¿Es útil el poder general preventivo?

El poder general preventivo, o también llamado poder preventivo para el caso de incapacidad, es uno de los documentos públicos otorgados ante Notario más recurrido hoy en día; y, en auge desde hace unos años.

Como todos los poderes, el poder general preventivo permite que la persona designada como apoderado realice todo tipo de actos jurídicos, en nombre de la persona poderdante.

Entre sus múltiples funciones, destaca, del poder general preventivo, la permisibilidad de ejercicio de los apoderados designados pese a una incapacitación del poderdante. Es decir, si la persona que otorgó el poder resulta incapacitada (bien sea por enfermedad transitoria o por situación permanente) los poderdantes podrán seguir haciendo uso de este poder.

En los anteriores casos, el poder general preventivo, será más útil que nunca. Los apoderados, gracias a este poder, no tendrán que pasar por el proceso judicial que incapacite al poderdante. Así como tampoco será necesaria la autorización judicial que permita representar a dicho incapaz en los actos jurídicos futuros.

Junto al poder general preventivo, y en caso de que la situación de incapacitación del poderdante se diese, únicamente serán necesarios dos informes, de dos facultativos distintos, que verifiquen la situación de incapacidad del poderdante.
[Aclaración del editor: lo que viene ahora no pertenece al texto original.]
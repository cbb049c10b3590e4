use std::sync::Arc;

use voice_message::application::ports::{PostStore, TranscriptionEngine, TranscriptionError};
use voice_message::application::services::{TranscribePostError, TranscriptionService};
use voice_message::domain::{ChannelId, FileId, Post, PostId, UserId};
use voice_message::infrastructure::host::InMemoryHost;

use crate::helpers::fixtures::{
    ALICE, BOB, TEST_API_KEY, config_store, seed_voice_post, seeded_host, transcription_settings,
};
use crate::helpers::scripted_engine::ScriptedEngine;

fn service(
    host: &Arc<InMemoryHost>,
    engine: &Arc<ScriptedEngine>,
    max_duration: &str,
) -> TranscriptionService {
    let mut settings = transcription_settings("http://127.0.0.1:9/unused");
    settings.transcription_max_duration_seconds = max_duration.to_string();
    let engine: Arc<dyn TranscriptionEngine> = engine.clone();
    TranscriptionService::new(
        config_store(settings),
        host.clone(),
        host.clone(),
        host.clone(),
        engine,
    )
}

#[tokio::test]
async fn given_untranscribed_post_when_transcribing_twice_then_second_call_is_cached() {
    let host = seeded_host();
    let engine = Arc::new(ScriptedEngine::returning("hello world"));
    let service = service(&host, &engine, "300");
    let post = seed_voice_post(&host, "4.2", b"opus");

    let first = service
        .transcribe_post(&UserId::new(ALICE), &post.id)
        .await
        .unwrap();
    let second = service
        .transcribe_post(&UserId::new(ALICE), &post.id)
        .await
        .unwrap();

    assert_eq!(first.transcript, "hello world");
    assert!(!first.cached);
    assert_eq!(second.transcript, "hello world");
    assert!(second.cached);
    assert_eq!(engine.calls(), 1);
    assert_eq!(host.post(&post.id).unwrap().transcript(), Some("hello world"));
}

#[tokio::test]
async fn given_stored_transcript_when_transcribing_then_provider_is_not_called() {
    let host = seeded_host();
    let engine = Arc::new(ScriptedEngine::returning("fresh"));
    let service = service(&host, &engine, "300");
    let mut post = seed_voice_post(&host, "4", b"opus");
    post.set_transcript("already here");
    host.update_post(&post).await.unwrap();

    let outcome = service
        .transcribe_post(&UserId::new(ALICE), &post.id)
        .await
        .unwrap();

    assert_eq!(outcome.transcript, "already here");
    assert!(outcome.cached);
    assert_eq!(engine.calls(), 0);
}

#[tokio::test]
async fn given_recording_over_limit_when_transcribing_then_rejected_before_provider() {
    let host = seeded_host();
    let engine = Arc::new(ScriptedEngine::returning("never"));
    let service = service(&host, &engine, "300");
    let post = seed_voice_post(&host, "400", b"opus");

    let err = service
        .transcribe_post(&UserId::new(ALICE), &post.id)
        .await
        .unwrap_err();

    assert!(matches!(err, TranscribePostError::TooLong { limit: 300, .. }));
    assert_eq!(
        err.to_string(),
        "Voice message too long for transcription (400s > 300s limit)"
    );
    assert_eq!(engine.calls(), 0);
}

#[tokio::test]
async fn given_zero_limit_when_transcribing_long_recording_then_allowed() {
    let host = seeded_host();
    let engine = Arc::new(ScriptedEngine::returning("long one"));
    let service = service(&host, &engine, "0");
    let post = seed_voice_post(&host, "5000", b"opus");

    let outcome = service
        .transcribe_post(&UserId::new(ALICE), &post.id)
        .await
        .unwrap();

    assert_eq!(outcome.transcript, "long one");
}

#[tokio::test]
async fn given_non_member_when_transcribing_then_forbidden() {
    let host = seeded_host();
    let engine = Arc::new(ScriptedEngine::returning("x"));
    let service = service(&host, &engine, "300");
    let post = seed_voice_post(&host, "4", b"opus");

    let err = service
        .transcribe_post(&UserId::new(BOB), &post.id)
        .await
        .unwrap_err();

    assert!(matches!(err, TranscribePostError::Forbidden(_)));
    assert_eq!(engine.calls(), 0);
}

#[tokio::test]
async fn given_unknown_post_when_transcribing_then_not_found() {
    let host = seeded_host();
    let engine = Arc::new(ScriptedEngine::returning("x"));
    let service = service(&host, &engine, "300");

    let err = service
        .transcribe_post(&UserId::new(ALICE), &PostId::new("missing"))
        .await
        .unwrap_err();

    assert!(matches!(err, TranscribePostError::PostNotFound(_)));
}

#[tokio::test]
async fn given_regular_post_when_transcribing_then_not_voice_message() {
    let host = seeded_host();
    let engine = Arc::new(ScriptedEngine::returning("x"));
    let service = service(&host, &engine, "300");
    let mut post = Post::new_voice_message(
        UserId::new(ALICE),
        ChannelId::new("town-square"),
        None,
        FileId::new("f"),
        "1",
        "audio/webm",
    );
    post.post_type = String::new();
    host.insert_post(post.clone());

    let err = service
        .transcribe_post(&UserId::new(ALICE), &post.id)
        .await
        .unwrap_err();

    assert!(matches!(err, TranscribePostError::NotVoiceMessage(_)));
}

#[tokio::test]
async fn given_missing_audio_file_when_transcribing_then_audio_unavailable() {
    let host = seeded_host();
    let engine = Arc::new(ScriptedEngine::returning("x"));
    let service = service(&host, &engine, "300");
    let post = Post::new_voice_message(
        UserId::new(ALICE),
        ChannelId::new("town-square"),
        None,
        FileId::new("gone"),
        "1",
        "audio/webm",
    );
    host.insert_post(post.clone());

    let err = service
        .transcribe_post(&UserId::new(ALICE), &post.id)
        .await
        .unwrap_err();

    assert!(matches!(err, TranscribePostError::AudioUnavailable(_)));
    assert_eq!(engine.calls(), 0);
}

#[tokio::test]
async fn given_disabled_transcription_when_transcribing_then_disabled() {
    let host = seeded_host();
    let engine: Arc<dyn TranscriptionEngine> = Arc::new(ScriptedEngine::returning("x"));
    let service = TranscriptionService::new(
        config_store(Default::default()),
        host.clone(),
        host.clone(),
        host.clone(),
        engine,
    );
    let post = seed_voice_post(&host, "1", b"opus");

    let err = service
        .transcribe_post(&UserId::new(ALICE), &post.id)
        .await
        .unwrap_err();

    assert!(matches!(err, TranscribePostError::Disabled));
    assert!(!service.is_enabled());
}

#[tokio::test]
async fn given_provider_error_echoing_key_when_transcribing_then_error_is_redacted() {
    let host = seeded_host();
    let engine = Arc::new(ScriptedEngine::failing(TranscriptionError::Api {
        status: 401,
        body: format!("invalid api key {}", TEST_API_KEY),
    }));
    let service = service(&host, &engine, "300");
    let post = seed_voice_post(&host, "3", b"opus");

    let err = service
        .transcribe_post(&UserId::new(ALICE), &post.id)
        .await
        .unwrap_err();

    let TranscribePostError::Transcription(inner) = err else {
        panic!("expected transcription error");
    };
    assert!(!inner.to_string().contains(TEST_API_KEY));
    assert_eq!(inner.user_message(), "Transcription API auth failed.");
    assert_eq!(host.post(&post.id).unwrap().transcript(), None);
}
Esta documentación perpetúa la representación por parte de los apoderados, pese a la incapacitación del poderdante, resuelve todos los posibles conflictos de representación y supone una minimización del coste temporal-burocrático muy importante.
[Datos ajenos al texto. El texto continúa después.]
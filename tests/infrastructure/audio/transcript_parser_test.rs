use voice_message::application::ports::FailureKind;
use voice_message::infrastructure::audio::parse_transcript;

#[test]
fn given_text_field_when_parsing_then_returns_trimmed_text() {
    assert_eq!(parse_transcript(r#"{"text": "  hello there \n"}"#).unwrap(), "hello there");
}

#[test]
fn given_text_and_segments_when_parsing_then_text_wins() {
    let body = r#"{"text": "full", "segments": [{"text": "part"}]}"#;

    assert_eq!(parse_transcript(body).unwrap(), "full");
}

#[test]
fn given_missing_text_when_parsing_then_falls_back_to_segments() {
    let body = r#"{"segments": [{"text": " one "}, {"start": 1.0}, {"text": "two"}]}"#;

    assert_eq!(parse_transcript(body).unwrap(), "one two");
}

#[test]
fn given_blank_segments_when_parsing_then_reports_missing_transcript() {
    let err = parse_transcript(r#"{"text": " ", "segments": [{"text": ""}]}"#).unwrap_err();

    assert_eq!(err.kind(), FailureKind::Parse);
    assert!(err.to_string().starts_with("parse_error: no transcript text found"));
}

#[test]
fn given_invalid_json_when_parsing_then_reports_invalid_json_with_short_preview() {
    let body = format!("<html>{}</html>", "x".repeat(1000));

    let message = parse_transcript(&body).unwrap_err().to_string();

    assert!(message.starts_with("parse_error: invalid JSON"));
    assert!(message.contains('…'));
    assert!(message.len() < 400);
}

#[test]
fn given_json_array_when_parsing_then_reports_invalid_json() {
    let message = parse_transcript(r#"["text"]"#).unwrap_err().to_string();

    assert!(message.contains("invalid JSON"));
}
use async_trait::async_trait;

use super::HostError;

#[async_trait]
pub trait KvStore: Send + Sync {
    async fn set(&self, key: &str, value: Vec<u8>) -> Result<(), HostError>;

    async fn get(&self, key: &str) -> Result<Option<Vec<u8>>, HostError>;

    /// Removes the key. Returns whether it was present.
    async fn delete(&self, key: &str) -> Result<bool, HostError>;
}
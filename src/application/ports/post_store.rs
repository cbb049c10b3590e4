use async_trait::async_trait;

use crate::domain::{Post, PostId};

use super::HostError;

#[async_trait]
pub trait PostStore: Send + Sync {
    /// Persists a new post and returns it as stored by the host.
    async fn create_post(&self, post: Post) -> Result<Post, HostError>;

    async fn get_post(&self, id: &PostId) -> Result<Option<Post>, HostError>;

    /// Replaces the stored post, props included.
    async fn update_post(&self, post: &Post) -> Result<Post, HostError>;
}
Debe tenerse en cuenta, que como poder que es, el poder general preventivo tiene vigencia mientras que ambas partes estén con vida (poderdante/s y apoderado/s). Que puede revocarse, dejando tal poder sin vigencia, siempre y cuando el poderdante este en plenas facultades mentales. Y, sobre todo, que ejercer y realizar actos como apoderado supone diligencia, pericia y responsabilidad, frente al poderdante que no debe olvidarse bajo ningún concepto.